Recommendations for rehab?

startingfresh

Active Member
After a good year of progress, my son is not doing so well. He quit his job, got a ticket for marijuana possession and most recently had a car accident and totaled his car (thank God he didn't get injured or injure anyone else). He is very depressed about the mess he has gotten himself into and realizing he is pretty low on choices has agreed to go into treatment. I think he needs some sort of inpatient where he gets away from his life and has a chance to work solely on himself. I started with my insurance company and they won't cover treatment for weed. Just not awful enough I guess. :( I want him to go to a dual diagnosis center where they can help with the depression and substance abuse far from the temptations that being home bring. We will have to move forward with self pay.

I know many of you have been through this and I dug around for recommendations. Can someone point me to a place to start. I feel so uneasy going with just a place I googled. Thank you!
 

RN0441

100% better than I was but not at 100% yet
I think that most places that I know of deal with dual diagnosis nowadays - at least that was my experience but without insurance it is very costly.

I think a faith based program is best and doesn't use insurance but they don't deal with dual diagnosis. They feel that many of the anxiety and depression stems FROM drug use and is not a reason they use drugs. I have found that to be true for our son but I cannot speak for anyone else.

I'm sorry your son is not getting better. It's just not fair how some can party a little and be fine and my son just goes completely down the tubes.

I agree getting him away from there is a good idea but in the end unless THEY want to quit, they don't no matter what we do.

Is your son still 18? That is quite young.
 

Copabanana

Well-Known Member
I think a faith based program is best
I agree.

My son has been in several dual diagnosis treatment programs. He responded in both because he was off drugs.

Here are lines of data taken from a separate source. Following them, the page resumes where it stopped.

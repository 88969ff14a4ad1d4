//! Account and journal line types.

use chrono::NaiveDate;
use rust_decimal::Decimal;
use serde::{Deserialize, Serialize};
use uuid::Uuid;
use kontor_shared::types::{AccountId, JournalEntryId};

/// Account classification in the chart of accounts.
#[derive(Debug, Clone, Copy, PartialEq, Eq, Hash, Serialize, Deserialize)]
#[serde(rename_all = "lowercase")]
pub enum AccountType {
    /// Assets (cash, receivables, inventory).
    Asset,
    /// Liabilities (payables, loans, tax payable).
    Liability,
    /// Owner's equity.
    Equity,
    /// Income, also stored as "revenue" by older rows.
    #[serde(alias = "revenue")]
    Income,
    /// Expenses, including cost of goods sold.
    Expense,
}

impl AccountType {
    /// Parses a stored account type, accepting `revenue` for `income`.
    #[must_use]
    pub fn parse(value: &str) -> Option<Self> {
        match value.trim().to_lowercase().as_str() {
            "asset" => Some(Self::Asset),
            "liability" => Some(Self::Liability),
            "equity" => Some(Self::Equity),
            "income" | "revenue" => Some(Self::Income),
            "expense" => Some(Self::Expense),
            _ => None,
        }
    }

    /// Returns the canonical lowercase name.
    #[must_use]
    pub const fn as_str(&self) -> &'static str {
        match self {
            Self::Asset => "asset",
            Self::Liability => "liability",
            Self::Equity => "equity",
            Self::Income => "income",
            Self::Expense => "expense",
        }
    }

    /// Returns the side on which this account type normally carries a balance.
    #[must_use]
    pub const fn normal_balance(&self) -> NormalBalance {
        match self {
            Self::Asset | Self::Expense => NormalBalance::Debit,
            Self::Liability | Self::Equity | Self::Income => NormalBalance::Credit,
        }
    }
}

impl std::fmt::Display for AccountType {
    fn fmt(&self, f: &mut std::fmt::Formatter<'_>) -> std::fmt::Result {
        f.write_str(self.as_str())
    }
}

/// Natural balance side of an account.
#[derive(Debug, Clone, Copy, PartialEq, Eq, Serialize, Deserialize)]
#[serde(rename_all = "lowercase")]
pub enum NormalBalance {
    /// Debit-normal (assets, expenses).
    Debit,
    /// Credit-normal (liabilities, equity, income).
    Credit,
}

impl NormalBalance {
    /// Parses a stored normal balance.
    #[must_use]
    pub fn parse(value: &str) -> Option<Self> {
        match value.trim().to_lowercase().as_str() {
            "debit" => Some(Self::Debit),
            "credit" => Some(Self::Credit),
            _ => None,
        }
    }
}

/// A chart of accounts entry.
#[derive(Debug, Clone, PartialEq, Eq, Serialize, Deserialize)]
pub struct Account {
    /// Account ID.
    pub id: AccountId,
    /// Account code (e.g., "1100").
    pub code: String,
    /// Account name.
    pub name: String,
    /// Account classification.
    pub account_type: AccountType,
    /// Free-form tag such as `cash`, `bank`, `cogs` or `vat_input`.
    pub sub_type: Option<String>,
    /// Natural balance side.
    pub normal_balance: NormalBalance,
    /// Balance carried in before the first journal line.
    pub opening_balance: Decimal,
    /// Inactive accounts take no new postings. Reports still show them while
    /// they carry reportable lines.
    pub is_active: bool,
}

impl Account {
    /// Whether a report lists the account: active, or holding reportable lines.
    #[must_use]
    pub const fn is_reported(&self, has_activity: bool) -> bool {
        self.is_active || has_activity
    }

    /// Returns true if the account's sub-type is one of `sub_types`, ignoring case.
    #[must_use]
    pub fn has_sub_type(&self, sub_types: &[&str]) -> bool {
        self.sub_type
            .as_deref()
            .is_some_and(|s| sub_types.iter().any(|t| s.eq_ignore_ascii_case(t)))
    }
}

/// Status of a journal entry.
#[derive(Debug, Clone, Copy, PartialEq, Eq, Serialize, Deserialize)]
#[serde(rename_all = "lowercase")]
pub enum EntryStatus {
    /// Still being edited, never reported.
    Draft,
    /// Finalized and eligible to affect balances.
    Posted,
    /// Cancelled, never reported.
    Void,
}

impl EntryStatus {
    /// Parses a stored status. Unrecognized values are treated as drafts.
    #[must_use]
    pub fn parse(value: &str) -> Self {
        match value.trim().to_lowercase().as_str() {
            "posted" => Self::Posted,
            "void" | "voided" => Self::Void,
            _ => Self::Draft,
        }
    }

    /// Returns the canonical lowercase status name.
    #[must_use]
    pub const fn as_str(&self) -> &'static str {
        match self {
            Self::Draft => "draft",
            Self::Posted => "posted",
            Self::Void => "void",
        }
    }
}

/// A journal line joined with the header fields of its entry.
#[derive(Debug, Clone, PartialEq, Eq, Serialize, Deserialize)]
pub struct LedgerLine {
    /// Line ID.
    pub line_id: Uuid,
    /// Parent entry.
    pub entry_id: JournalEntryId,
    /// Human-readable entry number.
    pub entry_number: String,
    /// Entry date.
    pub entry_date: NaiveDate,
    /// Entry status.
    pub entry_status: EntryStatus,
    /// Whether the parent entry is soft-deleted.
    pub entry_deleted: bool,
    /// Free-text category of the source document (e.g., `invoice`).
    pub reference_type: Option<String>,
    /// Source document ID.
    pub reference_id: Option<Uuid>,
    /// Line description, falling back to the entry description.
    pub description: Option<String>,
    /// Account posted to.
    pub account_id: AccountId,
    /// Debit amount, never negative.
    pub debit: Decimal,
    /// Credit amount, never negative.
    pub credit: Decimal,
    /// Branch tag.
    pub branch_id: Option<Uuid>,
    /// Cost center tag.
    pub cost_center_id: Option<Uuid>,
}

impl LedgerLine {
    /// Only lines of posted, non-deleted entries affect reports.
    #[must_use]
    pub fn is_reportable(&self) -> bool {
        self.entry_status == EntryStatus::Posted && !self.entry_deleted
    }

    /// Signed line effect, `debit - credit`.
    #[must_use]
    pub fn net(&self) -> Decimal {
        self.debit - self.credit
    }

    /// Returns true if the reference type equals `reference_type`, ignoring case.
    #[must_use]
    pub fn has_reference_type(&self, reference_type: &str) -> bool {
        self.reference_type
            .as_deref()
            .is_some_and(|r| r.eq_ignore_ascii_case(reference_type))
    }
}

#[cfg(test)]
mod tests {
    use super::*;

    #[test]
    fn test_account_type_accepts_revenue_alias() {
        assert_eq!(AccountType::parse("revenue"), Some(AccountType::Income));
        assert_eq!(AccountType::parse("Income"), Some(AccountType::Income));
        assert_eq!(AccountType::parse("contra"), None);

        let parsed: AccountType = serde_json::from_str("\"revenue\"").unwrap();
        assert_eq!(parsed, AccountType::Income);
        assert_eq!(serde_json::to_string(&parsed).unwrap(), "\"income\"");
    }

    #[test]
    fn test_normal_balance_by_type() {
        assert_eq!(AccountType::Asset.normal_balance(), NormalBalance::Debit);
        assert_eq!(AccountType::Expense.normal_balance(), NormalBalance::Debit);
        assert_eq!(AccountType::Liability.normal_balance(), NormalBalance::Credit);
        assert_eq!(AccountType::Income.normal_balance(), NormalBalance::Credit);
    }

    #[test]
    fn test_unknown_entry_status_is_not_posted() {
        assert_eq!(EntryStatus::parse("POSTED"), EntryStatus::Posted);
        assert_eq!(EntryStatus::parse("voided"), EntryStatus::Void);
        assert_eq!(EntryStatus::parse("pending_approval"), EntryStatus::Draft);
    }
}
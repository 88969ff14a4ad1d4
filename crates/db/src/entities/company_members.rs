//! `SeaORM` Entity for company_members table.
//!
//! Membership rows are written by the identity service; this crate only reads
//! the role.

use sea_orm::entity::prelude::*;
use serde::{Deserialize, Serialize};

#[derive(Clone, Debug, PartialEq, DeriveEntityModel, Eq, Serialize, Deserialize)]
#[sea_orm(table_name = "company_members")]
pub struct Model {
    #[sea_orm(primary_key, auto_increment = false)]
    pub company_id: Uuid,
    #[sea_orm(primary_key, auto_increment = false)]
    pub user_id: Uuid,
    pub role: String,
    pub created_at: DateTimeWithTimeZone,
}

#[derive(Copy, Clone, Debug, EnumIter, DeriveRelation)]
pub enum Relation {
    #[sea_orm(
        belongs_to = "super::companies::Entity",
        from = "Column::CompanyId",
        to = "super::companies::Column::Id"
    )]
    Companies,
}

impl Related<super::companies::Entity> for Entity {
    fn to() -> RelationDef {
        Relation::Companies.def()
    }
}

impl ActiveModelBehavior for ActiveModel {}
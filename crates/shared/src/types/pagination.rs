//! Pagination types for list endpoints.

use serde::{Deserialize, Serialize};

/// Upper bound on `per_page` accepted from callers.
pub const MAX_PER_PAGE: u32 = 200;

/// Request parameters for paginated queries.
#[derive(Debug, Clone, Serialize, Deserialize)]
pub struct PageRequest {
    /// Page number (1-indexed).
    #[serde(default = "default_page")]
    pub page: u32,
    /// Number of items per page.
    #[serde(default = "default_per_page")]
    pub per_page: u32,
}

fn default_page() -> u32 {
    1
}

fn default_per_page() -> u32 {
    50
}

impl Default for PageRequest {
    fn default() -> Self {
        Self {
            page: default_page(),
            per_page: default_per_page(),
        }
    }
}

impl PageRequest {
    /// Creates a page request, clamping out-of-range values.
    #[must_use]
    pub fn new(page: u32, per_page: u32) -> Self {
        Self {
            page: page.max(1),
            per_page: per_page.clamp(1, MAX_PER_PAGE),
        }
    }

    /// Calculates the offset for database queries.
    #[must_use]
    pub fn offset(&self) -> u64 {
        u64::from(self.page.saturating_sub(1)) * u64::from(self.per_page)
    }

    /// Returns the limit for database queries.
    #[must_use]
    pub fn limit(&self) -> u64 {
        u64::from(self.per_page)
    }
}

/// Response wrapper for paginated data.
#[derive(Debug, Clone, Serialize, Deserialize)]
pub struct PageResponse<T> {
    /// The items in the current page.
    pub data: Vec<T>,
    /// Pagination metadata.
    pub meta: PageMeta,
}

/// Pagination metadata.
#[derive(Debug, Clone, Serialize, Deserialize)]
pub struct PageMeta {
    /// Current page number.
    pub page: u32,
    /// Items per page.
    pub per_page: u32,
    /// Total number of items across all pages.
    pub total: u64,
    /// Total number of pages.
    pub total_pages: u64,
}

impl<T> PageResponse<T> {
    /// Creates a new paginated response.
    #[must_use]
    pub fn new(data: Vec<T>, request: &PageRequest, total: u64) -> Self {
        let per_page = u64::from(request.per_page.max(1));
        let total_pages = if total == 0 {
            1
        } else {
            total.div_ceil(per_page)
        };

        Self {
            data,
            meta: PageMeta {
                page: request.page,
                per_page: request.per_page,
                total,
                total_pages,
            },
        }
    }
}
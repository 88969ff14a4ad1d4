//! `SeaORM` entity definitions.

pub mod accounting_periods;
pub mod audit_logs;
pub mod bills;
pub mod chart_of_accounts;
pub mod companies;
pub mod company_members;
pub mod invoices;
pub mod journal_entries;
pub mod journal_lines;

pub mod prelude {
    //! Entity re-exports.

    pub use super::accounting_periods::Entity as AccountingPeriods;
    pub use super::audit_logs::Entity as AuditLogs;
    pub use super::bills::Entity as Bills;
    pub use super::chart_of_accounts::Entity as ChartOfAccounts;
    pub use super::companies::Entity as Companies;
    pub use super::company_members::Entity as CompanyMembers;
    pub use super::invoices::Entity as Invoices;
    pub use super::journal_entries::Entity as JournalEntries;
    pub use super::journal_lines::Entity as JournalLines;
}
//! Uniform error envelope for API responses.
//!
//! Every failure renders as `{"error": "<message>"}` with the status code of
//! the underlying [`AppError`]. Store and internal failures are logged with
//! full detail and shown to callers as a generic message.

use axum::{
    Json,
    extract::rejection::{PathRejection, QueryRejection},
    http::StatusCode,
    response::{IntoResponse, Response},
};
use serde_json::json;
use tracing::{error, warn};

use kontor_db::repositories::{AuditRepoError, PeriodRepoError, ReportRepoError};
use kontor_shared::AppError;

/// Handler error that renders as the JSON error envelope.
#[derive(Debug)]
pub struct ApiError(pub AppError);

/// Result type for handlers.
pub type ApiResult<T> = Result<T, ApiError>;

impl ApiError {
    /// Shorthand for a 400 with the given message.
    pub fn validation(message: impl Into<String>) -> Self {
        Self(AppError::Validation(message.into()))
    }

    /// Shorthand for a 403 with the given message.
    pub fn forbidden(message: impl Into<String>) -> Self {
        Self(AppError::Forbidden(message.into()))
    }
}

impl IntoResponse for ApiError {
    fn into_response(self) -> Response {
        let status =
            StatusCode::from_u16(self.0.status_code()).unwrap_or(StatusCode::INTERNAL_SERVER_ERROR);

        if self.0.is_server_error() {
            error!(error = %self.0, code = self.0.error_code(), "Request failed");
        } else {
            warn!(error = %self.0, code = self.0.error_code(), "Request rejected");
        }

        (status, Json(json!({ "error": self.0.public_message() }))).into_response()
    }
}

impl From<AppError> for ApiError {
    fn from(err: AppError) -> Self {
        Self(err)
    }
}

impl From<PeriodRepoError> for ApiError {
    fn from(err: PeriodRepoError) -> Self {
        Self(err.into())
    }
}

impl From<ReportRepoError> for ApiError {
    fn from(err: ReportRepoError) -> Self {
        Self(err.into())
    }
}

impl From<AuditRepoError> for ApiError {
    fn from(err: AuditRepoError) -> Self {
        Self(err.into())
    }
}

impl From<sea_orm::DbErr> for ApiError {
    fn from(err: sea_orm::DbErr) -> Self {
        Self(AppError::Database(err.to_string()))
    }
}

impl From<QueryRejection> for ApiError {
    fn from(rejection: QueryRejection) -> Self {
        Self::validation(rejection.body_text())
    }
}

impl From<PathRejection> for ApiError {
    fn from(rejection: PathRejection) -> Self {
        Self::validation(rejection.body_text())
    }
}
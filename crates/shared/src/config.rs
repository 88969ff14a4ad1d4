//! Application configuration management.

use serde::Deserialize;

/// Application configuration.
#[derive(Debug, Clone, Deserialize)]
pub struct AppConfig {
    /// Server configuration.
    pub server: ServerConfig,
    /// Database configuration.
    pub database: DatabaseConfig,
    /// JWT configuration.
    pub jwt: JwtSettings,
    /// Ledger rules configuration.
///
/// The materiality threshold is fixed at [`crate::types::MATERIALITY_THRESHOLD`].
    #[serde(default)]
    pub ledger: LedgerConfig,
}

/// Server configuration.
#[derive(Debug, Clone, Deserialize)]
pub struct ServerConfig {
    /// Host to bind to.
    #[serde(default = "default_host")]
    pub host: String,
    /// Port to listen on.
    #[serde(default = "default_port")]
    pub port: u16,
}

fn default_host() -> String {
    "0.0.0.0".to_string()
}

fn default_port() -> u16 {
    8080
}

/// Database configuration.
#[derive(Debug, Clone, Deserialize)]
pub struct DatabaseConfig {
    /// Database connection URL.
    pub url: String,
    /// Maximum number of connections in the pool.
    #[serde(default = "default_max_connections")]
    pub max_connections: u32,
    /// Minimum number of connections in the pool.
    #[serde(default = "default_min_connections")]
    pub min_connections: u32,
}

fn default_max_connections() -> u32 {
    10
}

fn default_min_connections() -> u32 {
    1
}

/// JWT validation settings.
///
/// Tokens are issued by the identity service; this service only validates them.
#[derive(Debug, Clone, Deserialize)]
pub struct JwtSettings {
    /// Secret key shared with the token issuer.
    pub secret: String,
    /// Access token expiration in seconds (used when minting test tokens).
    #[serde(default = "default_access_token_expiry")]
    pub access_token_expiry_secs: u64,
}

fn default_access_token_expiry() -> u64 {
    900 // 15 minutes
}

/// Ledger rules configuration.
///
/// The materiality threshold is fixed at [`crate::types::MATERIALITY_THRESHOLD`].
#[derive(Debug, Clone, Deserialize)]
pub struct LedgerConfig {
    /// Upper bound on the number of days a range lock check may walk.
    #[serde(default = "default_max_range_lock_days")]
    pub max_range_lock_days: u32,
}

impl Default for LedgerConfig {
    fn default() -> Self {
        Self {
            max_range_lock_days: default_max_range_lock_days(),
        }
    }
}

fn default_max_range_lock_days() -> u32 {
    366
}

impl AppConfig {
    /// Loads configuration from environment and config files.
    ///
    /// # Errors
    ///
    /// Returns an error if configuration cannot be loaded.
    pub fn load() -> Result<Self, config::ConfigError> {
        let run_mode = std::env::var("RUN_MODE").unwrap_or_else(|_| "development".to_string());

        let config = config::Config::builder()
            .add_source(config::File::with_name("config/default").required(false))
            .add_source(config::File::with_name(&format!("config/{run_mode}")).required(false))
            .add_source(config::Environment::with_prefix("KONTOR").separator("__"))
            .build()?;

        config.try_deserialize()
    }
}

#[cfg(test)]
mod tests {
    use super::*;

    #[test]
    fn test_load_from_environment() {
        temp_env::with_vars(
            [
                ("KONTOR__SERVER__PORT", Some("9090")),
                (
                    "KONTOR__DATABASE__URL",
                    Some("postgres://localhost/kontor_test"),
                ),
                ("KONTOR__JWT__SECRET", Some("test-secret")),
                ("RUN_MODE", Some("test-nonexistent")),
            ],
            || {
                let config = AppConfig::load().unwrap();
                assert_eq!(config.server.port, 9090);
                assert_eq!(config.server.host, "0.0.0.0");
                assert_eq!(config.database.url, "postgres://localhost/kontor_test");
                assert_eq!(config.database.max_connections, 10);
                assert_eq!(config.jwt.secret, "test-secret");
                assert_eq!(config.ledger.max_range_lock_days, 366);
            },
        );
    }

    #[test]
    fn test_ledger_defaults() {
        let ledger = LedgerConfig::default();
        assert_eq!(ledger.max_range_lock_days, 366);
    }
}
//! Cash flow statement derivation.
//!
//! Restricts to cash and bank accounts, reduces each posted entry to a single
//! cash delta and buckets it by the entry's reference type.

pub mod classify;
pub mod statement;

#[cfg(test)]
mod tests;

pub use classify::{CLASSIFICATION_RULES, CashFlowCategory, ClassificationRule, classify};
pub use statement::{
    CASH_SUB_TYPES, CashFlowItem, CashFlowSection, CashFlowStatement, build_cash_flow,
};
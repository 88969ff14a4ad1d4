//! Report data types.
//!
//! Field names serialize in camelCase; amounts serialize as JSON numbers.

use chrono::NaiveDate;
use rust_decimal::Decimal;
use serde::{Deserialize, Serialize};
use kontor_shared::types::AccountId;

use super::error::ReportError;
use crate::ledger::{AccountType, UnbalancedEntry};

/// Inclusive reporting range.
#[derive(Debug, Clone, Copy, PartialEq, Eq, Serialize, Deserialize)]
pub struct DateRange {
    /// First day.
    pub from: NaiveDate,
    /// Last day.
    pub to: NaiveDate,
}

impl DateRange {
    /// Creates a range, rejecting `from > to`.
    ///
    /// # Errors
    ///
    /// Returns `InvalidDateRange` if `from` is after `to`.
    pub fn new(from: NaiveDate, to: NaiveDate) -> Result<Self, ReportError> {
        if from > to {
            return Err(ReportError::InvalidDateRange { from, to });
        }
        Ok(Self { from, to })
    }

    /// Returns true if `date` lies within the range.
    #[must_use]
    pub fn contains(&self, date: NaiveDate) -> bool {
        date >= self.from && date <= self.to
    }
}

/// One line in an account's ledger, with the running balance after it.
#[derive(Debug, Clone, PartialEq, Eq, Serialize, Deserialize)]
#[serde(rename_all = "camelCase")]
pub struct LedgerTransaction {
    /// Entry date.
    pub date: NaiveDate,
    /// Entry number.
    pub entry_number: String,
    /// Line description.
    pub description: Option<String>,
    /// Source document category.
    pub reference_type: Option<String>,
    /// Debit amount.
    pub debit: Decimal,
    /// Credit amount.
    pub credit: Decimal,
    /// Running balance after this line.
    pub balance: Decimal,
}

/// Ledger of a single account over the range.
#[derive(Debug, Clone, PartialEq, Eq, Serialize, Deserialize)]
#[serde(rename_all = "camelCase")]
pub struct AccountLedger {
    /// Account ID.
    pub account_id: AccountId,
    /// Account code.
    pub account_code: String,
    /// Account name.
    pub account_name: String,
    /// Account classification.
    pub account_type: AccountType,
    /// Account sub-type tag.
    pub sub_type: Option<String>,
    /// Balance before the first day of the range.
    pub opening_balance: Decimal,
    /// In-range lines in date order.
    pub transactions: Vec<LedgerTransaction>,
    /// Balance after the last in-range line.
    pub closing_balance: Decimal,
    /// Sum of in-range debits.
    pub total_debit: Decimal,
    /// Sum of in-range credits.
    pub total_credit: Decimal,
    /// Number of in-range lines.
    pub transaction_count: usize,
}

/// Totals across every account in a general ledger report.
#[derive(Debug, Clone, Default, PartialEq, Eq, Serialize, Deserialize)]
#[serde(rename_all = "camelCase")]
pub struct GeneralLedgerSummary {
    /// Sum of in-range debits.
    pub total_debit: Decimal,
    /// Sum of in-range credits.
    pub total_credit: Decimal,
    /// Accounts included in the report.
    pub account_count: usize,
    /// In-range lines across all accounts.
    pub transaction_count: usize,
    /// Whether debits equal credits within materiality.
    pub is_balanced: bool,
}

/// General ledger report.
#[derive(Debug, Clone, PartialEq, Eq, Serialize, Deserialize)]
#[serde(rename_all = "camelCase")]
pub struct GeneralLedgerReport {
    /// Accounts ordered by code.
    pub accounts: Vec<AccountLedger>,
    /// Reporting range.
    pub period: DateRange,
    /// Report totals.
    pub summary: GeneralLedgerSummary,
}

/// One account row of a trial balance.
#[derive(Debug, Clone, PartialEq, Eq, Serialize, Deserialize)]
#[serde(rename_all = "camelCase")]
pub struct TrialBalanceRow {
    /// Account ID.
    pub account_id: AccountId,
    /// Account code.
    pub account_code: String,
    /// Account name.
    pub account_name: String,
    /// Account classification.
    pub account_type: AccountType,
    /// Sum of in-range debits.
    pub total_debit: Decimal,
    /// Sum of in-range credits.
    pub total_credit: Decimal,
    /// `total_debit - total_credit`.
    pub balance: Decimal,
}

/// Trial balance totals.
#[derive(Debug, Clone, Default, PartialEq, Eq, Serialize, Deserialize)]
#[serde(rename_all = "camelCase")]
pub struct TrialBalanceTotals {
    /// Total debit.
    pub total_debit: Decimal,
    /// Total credit.
    pub total_credit: Decimal,
    /// `total_debit - total_credit`.
    pub difference: Decimal,
    /// Whether debits equal credits within materiality.
    pub is_balanced: bool,
}

/// Trial balance report.
#[derive(Debug, Clone, PartialEq, Eq, Serialize, Deserialize)]
#[serde(rename_all = "camelCase")]
pub struct TrialBalanceReport {
    /// Accounts with activity in the range, ordered by code.
    pub accounts: Vec<TrialBalanceRow>,
    /// Reporting range.
    pub period: DateRange,
    /// Totals.
    pub totals: TrialBalanceTotals,
    /// Entries in range whose own lines do not balance.
    pub unbalanced_entries: Vec<UnbalancedEntry>,
}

He was transferred out of the first one, I think because they thought his problems were too serious. The second and third programs were fly by night. All of these were paid for by insurance.

My son likes the idea of thinking of his problems as related to mental illness. Why? Because he loves the drugs. He will deal with short term abstinence...necessary while he is treatment...and as soon as he is out, resumes the drugs, which he sees as positive....

He knows he is self-medicating, but he does not care.

I agree with RN. I do not ever want my son close to me in any kind of sustained way, unless he completes a faith based program such as Salvation Army, even though I am not a Christian. I truly believe the issue is primarily drugs, and the way they come to live, and think while drugs have been the only important things in their lives. They really come to live like animals, in my view, and these long faith-based programs re-socialize them.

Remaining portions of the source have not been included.